02 December 2015

Ideas are cheap

In tooling around Quora, I see a lot of questions from non-scientists that sort of run like this:

“I have an idea! How do I proclaim it to science?”

I’ve heard that authors get similar things all the time. Someone will approach them and say, “I have this great idea for a book. Why don’t I tell you the idea, you write it, and we’ll split the profits?” To which the writer says, “So... you want me to do all the work, and you take half of the money? Thank you, but no.”

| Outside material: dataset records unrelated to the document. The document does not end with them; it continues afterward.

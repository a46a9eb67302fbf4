//! One connection per language, started lazily.
//!
//! - Picks the server for a document by file extension
//! - Deduplicates concurrent starts of the same server
//! - Remembers languages whose server failed so it is not retried
//! - Routes requests to the connection owning the document

use crate::config::{default_configs, LspConfig};
use crate::connection::Connection;
use crate::dispatcher::ConnectionState;
use crate::document::{Document, DocumentId};
use crate::error::{LspError, LspResult};
use crate::pending::RequestId;
use crate::position::TextPosition;
use std::collections::{HashMap, HashSet};
use std::path::{Path, PathBuf};
use std::sync::Arc;
use std::time::Duration;
use tokio::sync::{Mutex, Notify, RwLock};
use tracing::{debug, error, info, warn};

/// Server status for display.
#[derive(Debug, Clone, PartialEq, Eq)]
pub struct LspStatus {
    pub language: String,
    pub command: String,
    pub status: LspServerStatus,
}

#[derive(Debug, Clone, Copy, PartialEq, Eq)]
pub enum LspServerStatus {
    Running(ConnectionState),
    Broken,
    NotStarted,
}

/// Manages language server connections for an editor session.
pub struct LspManager {
    configs: Vec<LspConfig>,
    /// Fallback workspace root when no root pattern matches.
    project_root: PathBuf,
    connections: RwLock<HashMap<String, Arc<Connection>>>,
    /// Languages whose server failed to start or died.
    broken: RwLock<HashSet<String>>,
    /// Starts in progress, so concurrent callers share one server.
    spawning: Mutex<HashMap<String, Arc<Notify>>>,
    /// Language owning each open document.
    documents: RwLock<HashMap<DocumentId, String>>,
}

impl LspManager {
    pub fn new(configs: Vec<LspConfig>, project_root: PathBuf) -> Self {
        Self {
            configs,
            project_root,
            connections: RwLock::new(HashMap::new()),
            broken: RwLock::new(HashSet::new()),
            spawning: Mutex::new(HashMap::new()),
            documents: RwLock::new(HashMap::new()),
        }
    }

    pub fn with_defaults(project_root: PathBuf) -> Self {
        Self::new(default_configs(), project_root)
    }

    pub fn configs(&self) -> &[LspConfig] {
        &self.configs
    }

    /// The configuration that would serve `path`.
    pub fn config_for_path(&self, path: &Path) -> Option<&LspConfig> {
        self.configs.iter().find(|c| c.handles_path(path))
    }

    /// Open a document, starting its language server if needed.
    ///
    /// When no server can be used the document's `lsp_unavailable` sink is
    /// called and the error returned. The document keeps working without
    /// code intelligence.
    pub async fn open_document(&self, document: Arc<dyn Document>) -> LspResult<()> {
        let Some(path) = document.path() else {
            document.lsp_unavailable("plaintext");
            return Err(LspError::NoServerForFile(document.id().to_string()));
        };
        let Some(config) = self.config_for_path(&path).cloned() else {
            let language = crate::config::language_id_for_path(&path).unwrap_or("plaintext");
            document.lsp_unavailable(language);
            return Err(LspError::NoServerForFile(path.display().to_string()));
        };

        let connection = match self.connection_for_config(&config, &path).await {
            Ok(connection) => connection,
            Err(e) => {
                document.lsp_unavailable(&config.language);
                return Err(e);
            }
        };

        let id = document.id();
        connection.open_document(document).await?;
        self.documents
            .write()
            .await
            .insert(id, config.language.clone());
        debug!(document = %id, language = %config.language, "Document opened");
        Ok(())
    }

    /// Get or start the connection for `config`.
    async fn connection_for_config(
        &self,
        config: &LspConfig,
        file_path: &Path,
    ) -> LspResult<Arc<Connection>> {
        let key = config.language.clone();
        loop {
            if self.broken.read().await.contains(&key) {
                return Err(LspError::NoServerForFile(format!(
                    "{} ({} server unavailable)",
                    file_path.display(),
                    key
                )));
            }

            if let Some(connection) = self.live_connection(&key).await {
                return Ok(connection);
            }

            {
                let mut spawning = self.spawning.lock().await;
                if let Some(notify) = spawning.get(&key).cloned() {
                    // Register before releasing the lock so the wakeup can't be missed.
                    let notified = notify.notified();
                    tokio::pin!(notified);
                    notified.as_mut().enable();
                    drop(spawning);
                    notified.await;
                    continue;
                }
                spawning.insert(key.clone(), Arc::new(Notify::new()));
            }

            let root = config
                .find_workspace_root(file_path)
                .unwrap_or_else(|| self.project_root.clone());
            let started = match Connection::start(config, &root) {
                Ok(connection) => {
                    let connection = Arc::new(connection);
                    self.connections
                        .write()
                        .await
                        .insert(key.clone(), Arc::clone(&connection));
                    Ok(connection)
                }
                Err(e) => {
                    error!(language = %key, command = %config.command, error = %e, "Failed to start language server");
                    self.broken.write().await.insert(key.clone());
                    Err(e)
                }
            };

            if let Some(notify) = self.spawning.lock().await.remove(&key) {
                notify.notify_waiters();
            }
            return started;
        }
    }

    /// A connection that has not closed. Closed connections are dropped and
    /// their language marked broken.
    async fn live_connection(&self, language: &str) -> Option<Arc<Connection>> {
        let connection = self.connections.read().await.get(language).cloned()?;
        if connection.state() != ConnectionState::Closed {
            return Some(connection);
        }
        warn!(language = %language, "Language server closed, not restarting");
        self.connections.write().await.remove(language);
        self.broken.write().await.insert(language.to_string());
        None
    }

    async fn connection_for_document(&self, document: DocumentId) -> LspResult<Arc<Connection>> {
        let language = self
            .documents
            .read()
            .await
            .get(&document)
            .cloned()
            .ok_or(LspError::DocumentNotOpen(document))?;
        self.connections
            .read()
            .await
            .get(&language)
            .cloned()
            .ok_or(LspError::DocumentNotOpen(document))
    }

    /// The connection serving `language`, if one was started.
    pub async fn connection(&self, language: &str) -> Option<Arc<Connection>> {
        self.connections.read().await.get(language).cloned()
    }

    /// Wait until the server for `document` is ready.
    pub async fn wait_ready(&self, document: DocumentId, timeout: Duration) -> LspResult<()> {
        self.connection_for_document(document)
            .await?
            .wait_ready(timeout)
            .await
    }

    pub async fn request_completion(
        &self,
        document: DocumentId,
        cursor: TextPosition,
    ) -> LspResult<RequestId> {
        self.connection_for_document(document)
            .await?
            .request_completion(document, cursor)
            .await
    }

    pub async fn request_definition(
        &self,
        document: DocumentId,
        position: TextPosition,
    ) -> LspResult<RequestId> {
        self.connection_for_document(document)
            .await?
            .request_definition(document, position)
            .await
    }

    pub async fn request_hover(
        &self,
        document: DocumentId,
        position: TextPosition,
    ) -> LspResult<RequestId> {
        self.connection_for_document(document)
            .await?
            .request_hover(document, position)
            .await
    }

    /// Close a document on its server. Returns how many pending requests
    /// were dropped.
    pub async fn close_document(&self, document: DocumentId) -> usize {
        let Some(language) = self.documents.write().await.remove(&document) else {
            return 0;
        };
        match self.connection(&language).await {
            Some(connection) => connection.close_document(document).await,
            None => 0,
        }
    }

    /// Shut every server down.
    pub async fn shutdown_all(&self, timeout: Duration) {
        let connections: Vec<_> = self.connections.write().await.drain().collect();
        for (language, connection) in connections {
            match connection.shutdown(timeout).await {
                Ok(()) => info!(language = %language, "Language server stopped"),
                Err(e) => warn!(language = %language, error = %e, "Language server shutdown failed"),
            }
        }
        self.documents.write().await.clear();
    }

    /// Status of every configured server.
    pub async fn status(&self) -> Vec<LspStatus> {
        let connections = self.connections.read().await;
        let broken = self.broken.read().await;
        self.configs
            .iter()
            .filter(|c| c.enabled)
            .map(|config| {
                let status = if broken.contains(&config.language) {
                    LspServerStatus::Broken
                } else if let Some(connection) = connections.get(&config.language) {
                    LspServerStatus::Running(connection.state())
                } else {
                    LspServerStatus::NotStarted
                };
                LspStatus {
                    language: config.language.clone(),
                    command: config.command.clone(),
                    status,
                }
            })
            .collect()
    }
}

To top it off, when people tell the author their brilliant idea for a book, the idea is usually hackneyed and trite. “A man and a woman in a space ship crash land on a deserted alien planet. Their names are.... wait for it... Adam and Eve. Brilliant, huh?”

The cold reality is scientists will probably think your idea is not worthy of their time or talents. Scientists have ideas of their own that they want to test. They don’t lack for ideas.

This is not a knock against non-scientists having ideas. Scientists have much the same reaction to ideas from other scientists. Most of them are not going to influence the research questions that we already want to solve.

Ideas are cheap and plentiful. Testing them is hard.

That’s not to say that scientists don’t need to have ideas. Far from it. One of the reasons why first authorship of papers is so critical for early career scientists is that middle authorship is associated with being a data collector, not the intellectual driver of the project.

To be a scientist, you need ideas plus willingness to put in the grunt work.